I am struggling with where to start in my review of Red at the Seattle Repertory. I attended the packed house opening night of Red last evening and this morning my mind is still racing, trying to distill the essence of Red; to quantify the take away as it were, but it is just not that simple. You see writer John Logan, director Richard E. T. White and the extremely talented acting duo of Denis Arndt and Connor Toms have conspired with foresight and malicious intent to make anything that I say, good or bad about the play, more indicative of my qualifications as a witnesser of their art, than the quality of the art itself.

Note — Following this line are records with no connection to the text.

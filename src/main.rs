mod acquisition;
mod console;
mod domain;
mod infrastructure;

use clap::Parser;

fn main() -> anyhow::Result<()> {
    console::run(console::Opts::parse())
}
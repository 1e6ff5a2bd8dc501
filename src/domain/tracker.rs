use crate::domain::models::{GridPosition, MotionCommand};

/// Converts grid targets into the relative motion the rig understands.
///
/// The firmware only accepts relative moves, so the tracker keeps the
/// last commanded position and emits deltas against it. The first
/// target of a session is taken relative to the home origin.
#[derive(Debug, Default)]
pub struct PositionTracker {
    last_position: Option<GridPosition>,
}

impl PositionTracker {
    pub fn new() -> Self {
        Self {
            last_position: None,
        }
    }

    /// Delta from the last commanded position to `target`. The target
    /// becomes the new last position whether or not the motion is
    /// actually sent.
    pub fn advance_to(&mut self, target: GridPosition) -> MotionCommand {
        let delta = match self.last_position {
            Some(last) => MotionCommand {
                dx: target.x - last.x,
                dy: target.y - last.y,
            },
            None => MotionCommand {
                dx: target.x,
                dy: target.y,
            },
        };
        self.last_position = Some(target);
        delta
    }

    /// Delta that brings the carriage back to the origin. The tracked
    /// position is left unchanged.
    pub fn return_delta(&self) -> MotionCommand {
        match self.last_position {
            Some(last) => MotionCommand {
                dx: -last.x,
                dy: -last.y,
            },
            None => MotionCommand { dx: 0, dy: 0 },
        }
    }

    /// Position of the most recent target, if any motion has been
    /// commanded this session.
    pub fn last_position(&self) -> Option<GridPosition> {
        self.last_position
    }
}
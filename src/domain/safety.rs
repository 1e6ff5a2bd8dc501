//! Probe calibration factors and the force safety limit.

/// Raw load cell value to probe force in newtons.
pub const MASS_TO_FORCE: f64 = 6.0 * 9.81;

/// Raw encoder angle to calibrated lead screw degrees.
pub const ANGLE_SCALE: f64 = 0.225;

/// Probe travel per full lead screw revolution, in centimeters.
pub const DEPTH_PER_REVOLUTION_CM: f64 = 0.5;

/// Default force ceiling in newtons.
pub const DEFAULT_MAX_FORCE: f64 = 90.0;

/// Force ceiling checked against every incoming reading.
///
/// Stateless: each reading is judged on its own, so a single sample
/// over the limit trips the retraction even if the next one is fine.
#[derive(Debug, Clone, Copy)]
pub struct SafetyLimit {
    pub max_force_newtons: f64,
}

impl Default for SafetyLimit {
    fn default() -> Self {
        Self {
            max_force_newtons: DEFAULT_MAX_FORCE,
        }
    }
}

impl SafetyLimit {
    pub fn new(max_force_newtons: f64) -> Self {
        Self { max_force_newtons }
    }

    /// True when the force is strictly above the limit.
    pub fn is_exceeded(&self, force_newtons: f64) -> bool {
        force_newtons > self.max_force_newtons
    }
}

#[cfg(test)]
mod tests {
    use super::*;

    #[test]
    fn force_below_the_limit_passes() {
        let limit = SafetyLimit::default();
        let force = 1.5 * MASS_TO_FORCE;
        assert!((force - 88.29).abs() < 1e-9);
        assert!(!limit.is_exceeded(force));
    }

    #[test]
    fn force_over_the_limit_trips() {
        let limit = SafetyLimit::default();
        let force = 2.0 * MASS_TO_FORCE;
        assert!((force - 117.72).abs() < 1e-9);
        assert!(limit.is_exceeded(force));
    }

    #[test]
    fn force_exactly_at_the_limit_passes() {
        let limit = SafetyLimit::default();
        assert!(!limit.is_exceeded(DEFAULT_MAX_FORCE));
    }
}
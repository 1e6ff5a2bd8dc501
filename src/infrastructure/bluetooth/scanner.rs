//! BLE Scanner Module
//!
//! One-shot Bluetooth LE discovery. The rig does not advertise its
//! service UUIDs, so every visible device is reported.

use crate::domain::models::DiscoveredDevice;
use anyhow::Result;
use tokio::sync::mpsc;
use tracing::info;
use windows::Devices::Bluetooth::Advertisement::{
    BluetoothLEAdvertisementReceivedEventArgs, BluetoothLEAdvertisementWatcher,
    BluetoothLEScanningMode,
};
use windows::Foundation::TypedEventHandler;

/// Watches advertisements for `scan_seconds`, then returns every
/// device seen, deduplicated by address.
pub async fn discover(scan_seconds: u64) -> Result<Vec<DiscoveredDevice>> {
    info!("Starting BLE scan ({scan_seconds}s window)");

    let watcher = BluetoothLEAdvertisementWatcher::new()?;
    watcher.SetScanningMode(BluetoothLEScanningMode::Active)?;

    let (tx, mut rx) = mpsc::unbounded_channel();
    let handler = TypedEventHandler::new(
        move |_: windows::core::Ref<BluetoothLEAdvertisementWatcher>,
              args: windows::core::Ref<BluetoothLEAdvertisementReceivedEventArgs>| {
            if let Some(args) = args.as_ref() {
                let name = args.Advertisement()?.LocalName()?.to_string();
                let address = args.BluetoothAddress()?;
                let rssi = args.RawSignalStrengthInDBm()?;

                let _ = tx.send(DiscoveredDevice {
                    name: if name.is_empty() {
                        "Unknown".to_string()
                    } else {
                        name
                    },
                    address,
                    signal_strength: rssi,
                });
            }
            Ok(())
        },
    );

    watcher.Received(&handler)?;
    watcher.Start()?;
    tokio::time::sleep(tokio::time::Duration::from_secs(scan_seconds)).await;
    watcher.Stop()?;

    let mut devices: Vec<DiscoveredDevice> = Vec::new();
    while let Ok(device) = rx.try_recv() {
        if let Some(existing) = devices.iter_mut().find(|d| d.address == device.address) {
            existing.signal_strength = device.signal_strength;
            if existing.name == "Unknown" && device.name != "Unknown" {
                existing.name = device.name;
            }
        } else {
            devices.push(device);
        }
    }

    info!("Scan finished, {} device(s) found", devices.len());
    Ok(devices)
}
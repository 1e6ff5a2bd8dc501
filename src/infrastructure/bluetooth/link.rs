//! Device Link Module
//!
//! Trait seam between the acquisition core and the platform BLE stack.
//! The Windows implementation lives in [`super::connection`]; tests
//! substitute hand-rolled links.

use crate::domain::models::DiscoveredDevice;
use async_trait::async_trait;
use thiserror::Error;
use tokio::sync::mpsc;

/// Failure to discover or reach a device. Surfaced to the operator;
/// never retried automatically.
#[derive(Error, PartialEq, Clone, Debug)]
pub enum ConnectionError {
    #[error("scan failed: {0}")]
    ScanFailed(String),
    #[error("device {0:#014X} is not reachable")]
    DeviceUnreachable(u64),
    #[error("characteristic {0} not found on device")]
    CharacteristicNotFound(String),
    #[error("{0}")]
    Other(String),
}

/// Failure on an established link. Surfaced to the operator; the
/// session is left as it was.
#[derive(Error, PartialEq, Clone, Debug)]
pub enum TransportError {
    #[error("write failed: {0}")]
    WriteFailed(String),
    #[error("subscribe failed: {0}")]
    SubscribeFailed(String),
}

/// Finds probe rigs and opens links to them.
#[async_trait]
pub trait DeviceConnector: Send {
    /// Scans for advertising devices for the given window.
    async fn discover(&self, scan_seconds: u64) -> Result<Vec<DiscoveredDevice>, ConnectionError>;

    /// Connects to a device by Bluetooth address.
    async fn connect(&self, address: u64) -> Result<Box<dyn DeviceLink + Send>, ConnectionError>;
}

/// A live connection to a rig.
#[async_trait]
pub trait DeviceLink: Send {
    /// Writes a raw command payload without response.
    async fn write_command(&mut self, payload: &[u8]) -> Result<(), TransportError>;

    /// Enables notifications and routes every telemetry payload into
    /// `sink` as raw bytes.
    async fn subscribe(
        &mut self,
        sink: mpsc::UnboundedSender<Vec<u8>>,
    ) -> Result<(), TransportError>;
}
// Licensed under the Apache License, Version 2.0, <LICENSE-APACHE or
// http://apache.org/licenses/LICENSE-2.0> or the MIT license <LICENSE-MIT or
// http://opensource.org/licenses/MIT>, at your option. This file may not be
// copied, modified, or distributed except according to those terms.

//! A pool of worker threads, each with its own bounded queue, optionally stealing from
//! each other when idle (the "local-queue" and "work-stealing local-queue" variants —
//! the only difference between them is [`StealPolicy::None`] vs. a real policy).

use super::park::Parker;
use crate::callable::SmallCallable;
use crate::config::{ExecutorConfig, StealPolicy};
use crate::error::Error;
use crate::queue::BoundedQueue;
use crate::Result;
use std::sync::atomic::{AtomicBool, AtomicUsize, Ordering};
use std::sync::{Arc, Mutex, OnceLock};
use std::thread::JoinHandle;

struct WorkerSlot {
    queue: BoundedQueue<SmallCallable>,
    // A single-item fast lane ahead of `queue`, checked by the worker loop before it
    // pops from the queue proper. This is what gives `dispatch_hot_raw` genuine
    // front-of-line placement without needing a `push_front` on the ring buffer.
    hot: parking_lot::Mutex<Option<SmallCallable>>,
    parker: OnceLock<Parker>,
}

struct Inner {
    name: String,
    workers: Vec<WorkerSlot>,
    stopped: AtomicBool,
    next: AtomicUsize,
    steal_policy: StealPolicy,
    hot_bias: bool,
    join: Mutex<Vec<JoinHandle<()>>>,
}

/// `worker_count` threads, each with a private bounded queue, round-robin-fed and
/// (depending on [`StealPolicy`]) stealing from peers before parking.
#[derive(Clone)]
pub struct LocalPool {
    inner: Arc<Inner>,
}

impl LocalPool {
    /// # Panics
    ///
    /// Panics if `config.queue_capacity` is not a non-zero power of two, or if the OS
    /// refuses to spawn a worker thread.
    #[must_use]
    pub fn new(config: ExecutorConfig) -> Self {
        let config = config.validate().expect("invalid ExecutorConfig");
        let workers = (0..config.worker_count)
            .map(|_| WorkerSlot {
                queue: BoundedQueue::new(config.queue_capacity),
                hot: parking_lot::Mutex::new(None),
                parker: OnceLock::new(),
            })
            .collect();

        let inner = Arc::new(Inner {
            name: config.name.clone(),
            workers,
            stopped: AtomicBool::new(false),
            next: AtomicUsize::new(0),
            steal_policy: config.steal_policy,
            hot_bias: config.hot_bias,
            join: Mutex::new(Vec::with_capacity(config.worker_count)),
        });

        let mut handles = Vec::with_capacity(config.worker_count);
        for id in 0..config.worker_count {
            let worker_inner = Arc::clone(&inner);
            let name = format!("{}-local-{id}", config.name);
            handles.push(
                std::thread::Builder::new()
                    .name(name)
                    .spawn(move || worker_loop(id, &worker_inner))
                    .expect("failed to spawn local pool worker thread"),
            );
        }
        *inner.join.lock().unwrap_or_else(|p| p.into_inner()) = handles;

        Self { inner }
    }

    /// Number of workers in this pool.
    #[must_use]
    pub fn worker_count(&self) -> usize {
        self.inner.workers.len()
    }
}

fn steal_order(policy: StealPolicy, id: usize, count: usize) -> Vec<usize> {
    match policy {
        StealPolicy::None => Vec::new(),
        StealPolicy::Sequential => (1..count).map(|offset| (id + offset) % count).collect(),
        StealPolicy::Neighbor => {
            let mut order = Vec::with_capacity(count.saturating_sub(1));
            for distance in 1..count {
                if distance % 2 == 1 {
                    order.push((id + distance.div_ceil(2)) % count);
                } else {
                    order.push((id + count - distance / 2) % count);
                }
            }
            order
        }
    }
}

fn worker_loop(id: usize, inner: &Arc<Inner>) {
    let leaked_name: &'static str = Box::leak(inner.name.clone().into_boxed_str());
    let _worker = crate::diagnostics::bind(leaked_name, id);
    let parker = Parker::for_current();
    let _ = inner.workers[id].parker.set(parker.clone());

    let order = steal_order(inner.steal_policy, id, inner.workers.len());

    loop {
        if let Some(callable) = inner.workers[id].hot.lock().take() {
            callable.invoke();
            continue;
        }

        if let Some(callable) = inner.workers[id].queue.pop() {
            callable.invoke();
            continue;
        }

        let stolen = order
            .iter()
            .find_map(|&victim| inner.workers[victim].queue.pop());
        if let Some(callable) = stolen {
            callable.invoke();
            continue;
        }

        if inner.stopped.load(Ordering::Acquire) {
            break;
        }
        parker.park_timeout(std::time::Duration::from_millis(20));
    }
}

impl LocalPool {
    fn worker_for_hot_dispatch(&self) -> Option<usize> {
        let current = crate::diagnostics::current()?;
        if current.executor_name != self.inner.name {
            return None;
        }
        (current.worker_index < self.inner.workers.len()).then_some(current.worker_index)
    }
}

impl super::Executor for LocalPool {
    fn dispatch_raw(&self, callable: SmallCallable) -> Result<()> {
        if self.inner.stopped.load(Ordering::Acquire) {
            return Err(Error::ShuttingDown);
        }
        let index = self.inner.next.fetch_add(1, Ordering::Relaxed) % self.inner.workers.len();
        self.inner.workers[index]
            .queue
            .push_back(callable)
            .map_err(|_| Error::QueueFull)?;
        if let Some(parker) = self.inner.workers[index].parker.get() {
            parker.unpark();
        }
        Ok(())
    }

    fn dispatch_hot_raw(&self, callable: SmallCallable) -> Result<()> {
        let Some(index) = self.worker_for_hot_dispatch() else {
            return self.dispatch_raw(callable);
        };
        if self.inner.stopped.load(Ordering::Acquire) {
            return Err(Error::ShuttingDown);
        }
        if !self.inner.hot_bias {
            return self.inner.workers[index]
                .queue
                .push_back(callable)
                .map_err(|_| Error::QueueFull);
        }
        let mut hot = self.inner.workers[index].hot.lock();
        if hot.is_none() {
            *hot = Some(callable);
            return Ok(());
        }
        // Hot slot already occupied by an earlier hot dispatch still waiting to run;
        // don't displace it, fall this one back to the ordinary queue instead.
        drop(hot);
        self.inner.workers[index]
            .queue
            .push_back(callable)
            .map_err(|_| Error::QueueFull)
    }

    fn thread_count(&self) -> usize {
        self.inner.workers.len()
    }

    fn shutdown(&self) {
        self.inner.stopped.store(true, Ordering::Release);
        for worker in &self.inner.workers {
            if let Some(parker) = worker.parker.get() {
                parker.unpark();
            }
        }
    }

    fn name(&self) -> &str {
        &self.inner.name
    }
}

impl Drop for Inner {
    fn drop(&mut self) {
        self.stopped.store(true, Ordering::Release);
        for worker in &self.workers {
            if let Some(parker) = worker.parker.get() {
                parker.unpark();
            }
        }
        for handle in self.join.lock().unwrap_or_else(|p| p.into_inner()).drain(..) {
            let _ = handle.join();
        }
    }
}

Even as the words begin to form in my head, I hear the commanding voice of Denis’ rendition of abstract painter, Mark Rothko bellowing at me, “What do you see?” I am left to question my own understanding, like Connor Toms portrayal of Rothko’s apprentice Ken. Am I human enough to get it? To feel it? I sit here and find myself reminiscing about an earlier time in my own life. A period when time itself seemed limitless and the thought of hanging out at the local IHOP drinking coffee with friends until 4am, wrestling with deep philosophical quandaries, seemed the most important of activities to attend to. I have to wonder; am I just starved for deep and meaningful conversation or is John Logan's writing compelling enough to instill in me a renewed hunger for those college days and to engage in meaningful dialogue with others?

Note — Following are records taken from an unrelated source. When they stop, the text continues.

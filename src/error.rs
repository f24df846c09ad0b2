// Licensed under the Apache License, Version 2.0, <LICENSE-APACHE or
// http://apache.org/licenses/LICENSE-2.0> or the MIT license <LICENSE-MIT or
// http://opensource.org/licenses/MIT>, at your option. This file may not be
// copied, modified, or distributed except according to those terms.

//! The crate-wide error taxonomy.
//!
//! `DoubleCompletion` and double-installing a continuation are programming errors, not
//! members of this enum: they panic immediately (see [`crate::task`]'s shared state)
//! rather than being reported through a `Result`. `Timeout` likewise isn't here —
//! `sync_wait_for` and `sync_wait_until` report it by handing the task back, never as
//! an error.

use std::any::Any;
use std::fmt;

/// Errors produced by the synchronous, non-blocking entry points of this crate.
#[derive(thiserror::Error)]
pub enum Error {
    /// A range, capacity, or other constructor argument violated its contract (for
    /// example `from >= to`, a zero queue capacity, or a non-power-of-two capacity).
    #[error("invalid argument: {0}")]
    InvalidArgument(String),

    /// The executor's `shutdown` has begun (or completed); new work is rejected.
    #[error("executor is shutting down")]
    ShuttingDown,

    /// The bounded queue backing this executor is saturated. This crate's executors
    /// never silently block a caller of `dispatch`/`run`/`lazy_run`; saturation is
    /// always reported synchronously.
    #[error("queue is full")]
    QueueFull,

    /// The user-supplied callable panicked. The payload is preserved so it can be
    /// re-raised with [`std::panic::resume_unwind`] from `await`/`get`.
    #[error("task panicked")]
    TaskPanicked(#[source] PanicPayload),

    /// `get`/`await` observed a shared state that will never become ready (its owning
    /// task was dropped before completion).
    #[error("task result is unavailable: the task was dropped before completing")]
    EmptyResult,
}

impl fmt::Debug for Error {
    fn fmt(&self, f: &mut fmt::Formatter<'_>) -> fmt::Result {
        // `thiserror`'s Display already renders a useful message; Debug just reuses it
        // so `.unwrap()` on a `Result<_, Error>` in tests prints something readable.
        write!(f, "{self}")
    }
}

/// A type-erased panic payload, wrapped so it can carry a `source` in [`Error`].
pub struct PanicPayload(pub Box<dyn Any + Send + 'static>);

impl fmt::Debug for PanicPayload {
    fn fmt(&self, f: &mut fmt::Formatter<'_>) -> fmt::Result {
        f.write_str(describe_panic(&self.0))
    }
}

impl fmt::Display for PanicPayload {
    fn fmt(&self, f: &mut fmt::Formatter<'_>) -> fmt::Result {
        f.write_str(describe_panic(&self.0))
    }
}

impl std::error::Error for PanicPayload {}

fn describe_panic<'a>(payload: &'a (dyn Any + Send + 'static)) -> &'a str {
    if let Some(s) = payload.downcast_ref::<&'static str>() {
        s
    } else if let Some(s) = payload.downcast_ref::<String>() {
        s.as_str()
    } else {
        "Box<dyn Any>"
    }
}

/// The crate-wide result alias.
pub type Result<T> = std::result::Result<T, Error>;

Red compels us to enter and spend an evening treading deep into the forgotten places, Socratic dialogues, rhetoric, discourse and of course, Nietzsche’s profound but fragile balance between Apollonian (reason and logic) and Dionysian (emotion and experience) elements required to create dramatic Art. Before you let that scare you away from attending the show, know that while the show is about Art, it does so through real visceral human interactions, touching upon many of life’s themes. What is Art? Is it truly in the eye of the beholder or is there a more ethereal quality to it? Do we judge it, or does it judge us, the viewer of it?